The large study looks at how recent upper respiratory infections (URI) affect the risk of adverse respiratory events in children receiving anaesthesia using the laryngeal mask airway (LMA). The results suggest that, although the overall risk is low and serious complications are rare when anaesthesia is delivered in children via an LMA, waiting two weeks after a URI may make anaesthesia even safer.
Over a five-month period, the researchers asked parents of children undergoing surgery to provide information on any recent URIs, such as colds, sinusitis, or tonsillitis. All of the children were under general anaesthesia for their procedures. Airway management was achieved via an LMA—a device sometimes recommended as an alternative to a standard tracheal tube for anaesthesia in children with recent URIs.

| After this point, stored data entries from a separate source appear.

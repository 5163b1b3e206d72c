use anyhow::{bail, Context, Result};
use tokio::io::{AsyncBufReadExt, BufReader};
use tracing::{info, warn};

use chart_journal::ai::{
    AnalysisRequest, ChartAnalyzer, ChartImage, GeminiClient, RequestCooldown, RetryExecutor,
};
use chart_journal::config::Config;
use chart_journal::journal::{JournalStats, JournalStore};
use chart_journal::models::{AnalysisRecord, JournalEntry, Outcome, TradeMode};
use chart_journal::storage::FileStore;

const USAGE: &str = "\
commands:
  analyze <chart> [<lower-tf chart>] [--mode scalping|swing] [--pair P] [--context text...]
  list
  stats
  outcome <id> <WIN|LOSS|BREAKEVEN|PENDING> [pnl] [notes...]
  pair <id> <pair>
  delete <id>
  clear
  shell              read commands from stdin, one per line
  help";

pub struct App {
    journal: JournalStore<FileStore>,
    analyzer: ChartAnalyzer<GeminiClient>,
    cooldown: RequestCooldown,
}

impl App {
    pub fn new(cfg: &Config) -> Self {
        info!(
            "Journal at {} (capacity {}), {}",
            cfg.journal_dir,
            cfg.journal_capacity,
            if cfg.demo_mode { "DEMO MODE" } else { "live analysis" }
        );
        let storage = FileStore::new(&cfg.journal_dir).with_quota(cfg.storage_quota_bytes);
        Self {
            journal: JournalStore::new(storage, cfg.journal_config(), cfg.thumbnailer()),
            analyzer: ChartAnalyzer::new(
                GeminiClient::new(cfg),
                RetryExecutor::new(cfg.retry_policy()),
                cfg.demo_mode,
            ),
            cooldown: RequestCooldown::new(cfg.cooldown()),
        }
    }

    pub async fn run(&mut self, args: &[String]) -> Result<()> {
        match args.first().map(String::as_str) {
            Some("shell") => self.shell().await,
            Some(_) => self.dispatch(args).await,
            None => {
                println!("{USAGE}");
                Ok(())
            }
        }
    }

    async fn shell(&mut self) -> Result<()> {
        println!("{USAGE}");
        let mut lines = BufReader::new(tokio::io::stdin()).lines();
        while let Some(line) = lines.next_line().await? {
            let args: Vec<String> = line.split_whitespace().map(str::to_string).collect();
            match args.first().map(String::as_str) {
                None => continue,
                Some("exit") | Some("quit") => break,
                Some("shell") => continue,
                Some(_) => {
                    if let Err(e) = self.dispatch(&args).await {
                        println!("error: {e:#}");
                    }
                }
            }
        }
        Ok(())
    }

    async fn dispatch(&mut self, args: &[String]) -> Result<()> {
        let rest = &args[1..];
        match args[0].as_str() {
            "analyze" => self.analyze(rest).await,
            "list" => {
                self.list();
                Ok(())
            }
            "stats" => {
                print_stats(&self.journal.compute_stats());
                Ok(())
            }
            "outcome" => self.outcome(rest),
            "pair" => {
                let (Some(id), Some(pair)) = (rest.first(), rest.get(1)) else {
                    bail!("usage: pair <id> <pair>");
                };
                if !self.journal.update_pair(id, pair) {
                    bail!("no journal entry {id}");
                }
                println!("Updated {id}");
                Ok(())
            }
            "delete" => {
                let Some(id) = rest.first() else {
                    bail!("usage: delete <id>");
                };
                self.journal.delete_entry(id);
                println!("Deleted {id}");
                Ok(())
            }
            "clear" => {
                self.journal.clear_all();
                println!("Journal cleared");
                Ok(())
            }
            "help" => {
                println!("{USAGE}");
                Ok(())
            }
            other => bail!("unknown command '{other}'\n{USAGE}"),
        }
    }

    async fn analyze(&mut self, args: &[String]) -> Result<()> {
        let mut paths = Vec::new();
        let mut mode = TradeMode::Scalping;
        let mut pair = None;
        let mut context = None;

        let mut i = 0;
        while i < args.len() {
            match args[i].as_str() {
                "--mode" => {
                    i += 1;
                    let raw = args.get(i).context("--mode needs a value")?;
                    mode = raw.parse().map_err(anyhow::Error::msg)?;
                }
                "--pair" => {
                    i += 1;
                    pair = Some(args.get(i).context("--pair needs a value")?.clone());
                }
                "--context" => {
                    // Everything after --context is free text.
                    context = Some(args[i + 1..].join(" "));
                    break;
                }
                path => paths.push(path.to_string()),
            }
            i += 1;
        }

        let mut images = Vec::with_capacity(paths.len());
        for path in &paths {
            let bytes = tokio::fs::read(path)
                .await
                .with_context(|| format!("Failed to read {path}"))?;
            let name = std::path::Path::new(path)
                .file_name()
                .map(|n| n.to_string_lossy().to_string())
                .unwrap_or_else(|| path.clone());
            images.push(ChartImage::new(name, bytes));
        }

        let mut request = AnalysisRequest {
            mode,
            images,
            context: None,
        };
        if let Some(ctx) = context {
            request = request.with_context(ctx);
        }
        if let Err(e) = request.validate() {
            bail!(e.user_message());
        }

        if let Err(left) = self.cooldown.try_start() {
            bail!(
                "Please wait {}s before the next analysis",
                left.as_secs_f64().ceil() as u64
            );
        }

        let analysis = match self.analyzer.analyze(&request).await {
            Ok(a) => a,
            Err(e) => {
                warn!("Analysis failed: {}", e);
                bail!(e.user_message());
            }
        };
        print_analysis(&analysis);

        let saved = self
            .journal
            .add_entry(
                mode,
                &request.images[0],
                &analysis,
                pair.as_deref(),
                request.is_confluence(),
            )
            .await;
        match saved {
            Some(id) => println!("Saved to journal as {id}"),
            None => println!("Analysis complete, but it could not be saved to the journal"),
        }
        Ok(())
    }

    fn outcome(&self, args: &[String]) -> Result<()> {
        let (Some(id), Some(raw)) = (args.first(), args.get(1)) else {
            bail!("usage: outcome <id> <WIN|LOSS|BREAKEVEN|PENDING> [pnl] [notes...]");
        };
        let outcome: Outcome = raw.parse().map_err(anyhow::Error::msg)?;
        let pnl = match args.get(2) {
            Some(p) => Some(
                p.trim_end_matches('%')
                    .parse::<f64>()
                    .ok()
                    .filter(|v| v.is_finite())
                    .with_context(|| format!("invalid pnl '{p}'"))?,
            ),
            None => None,
        };
        let notes = (args.len() > 3).then(|| args[3..].join(" "));

        if !self.journal.update_outcome(id, outcome, notes.as_deref(), pnl) {
            bail!("no journal entry {id}, or it could not be saved");
        }
        println!("Marked {id} as {outcome}");
        Ok(())
    }

    fn list(&self) {
        let entries = self.journal.list_entries();
        if entries.is_empty() {
            println!("Journal is empty");
            return;
        }
        for e in &entries {
            print_entry(e);
        }
    }
}

fn print_analysis(a: &AnalysisRecord) {
    println!("{}", "=".repeat(60));
    if a.is_demo {
        println!("  [DEMO] simulated analysis");
    }
    println!("  Decision:   {} ({} confidence)", a.decision, a.confidence_score);
    println!("  {}", a.summary);
    println!("  Entry:      {}", a.trading_plan.entry_area);
    println!("  Target:     {}", a.trading_plan.target_price);
    println!("  Stop Loss:  {}", a.trading_plan.stop_loss);
    println!("  R:R         {}", a.trading_plan.risk_reward_ratio);
    println!("{}", "=".repeat(60));
}

fn print_entry(e: &JournalEntry) {
    let pnl = e.pnl.map(|p| format!("{p:+.2}%")).unwrap_or_else(|| "-".into());
    println!(
        "{}  {}  {:<8} {:<4} {:<6} {:<9} {:>8}  {}{}",
        e.id,
        e.created_at.format("%Y-%m-%d %H:%M"),
        e.mode.to_string(),
        e.decision.to_string(),
        e.confidence.to_string(),
        e.outcome.to_string(),
        pnl,
        e.pair.as_deref().unwrap_or(&e.image_file_name),
        if e.is_confluence { " [MTF]" } else { "" },
    );
    if let Some(notes) = &e.notes {
        println!("    {notes}");
    }
}

fn print_stats(s: &JournalStats) {
    println!("Entries:   {} ({} pending)", s.total_entries, s.pending);
    println!(
        "Resolved:  {} W / {} L / {} BE  win rate {:.1}%",
        s.wins, s.losses, s.breakevens, s.win_rate
    );
    println!(
        "Scalping:  {:.1}% of {} resolved   Swing: {:.1}% of {} resolved",
        s.scalping.win_rate, s.scalping.resolved, s.swing.win_rate, s.swing.resolved
    );
    println!("Streak:    {} {}", s.current_streak, s.streak_type);
    println!(
        "P&L:       total {:+.2}%  avg {:+.2}% over {} trade(s)",
        s.total_pnl, s.avg_pnl, s.pnl_count
    );
}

According to the parents, 27 percent of children had had a URI in the previous two weeks. Children with recent URIs were about twice as likely to develop certain adverse respiratory events. The most common event was a decrease in the blood oxygen level, called desaturation, during anaesthesia. Overall, 20 percent of children had episodes of desaturation requiring oxygen administration in the recovery room. Although these events were more frequent in children with recent URIs, they were no more severe.
Children with URIs also had a greater rate of a respiratory event called laryngospasm, which is a sudden closure of the vocal cords. In severe cases, laryngospasm can cause serious breathing problems. However, none of the children in the study had severe laryngospasm. Children with recent URIs were also at almost double the risk of problems with coughing after their procedure.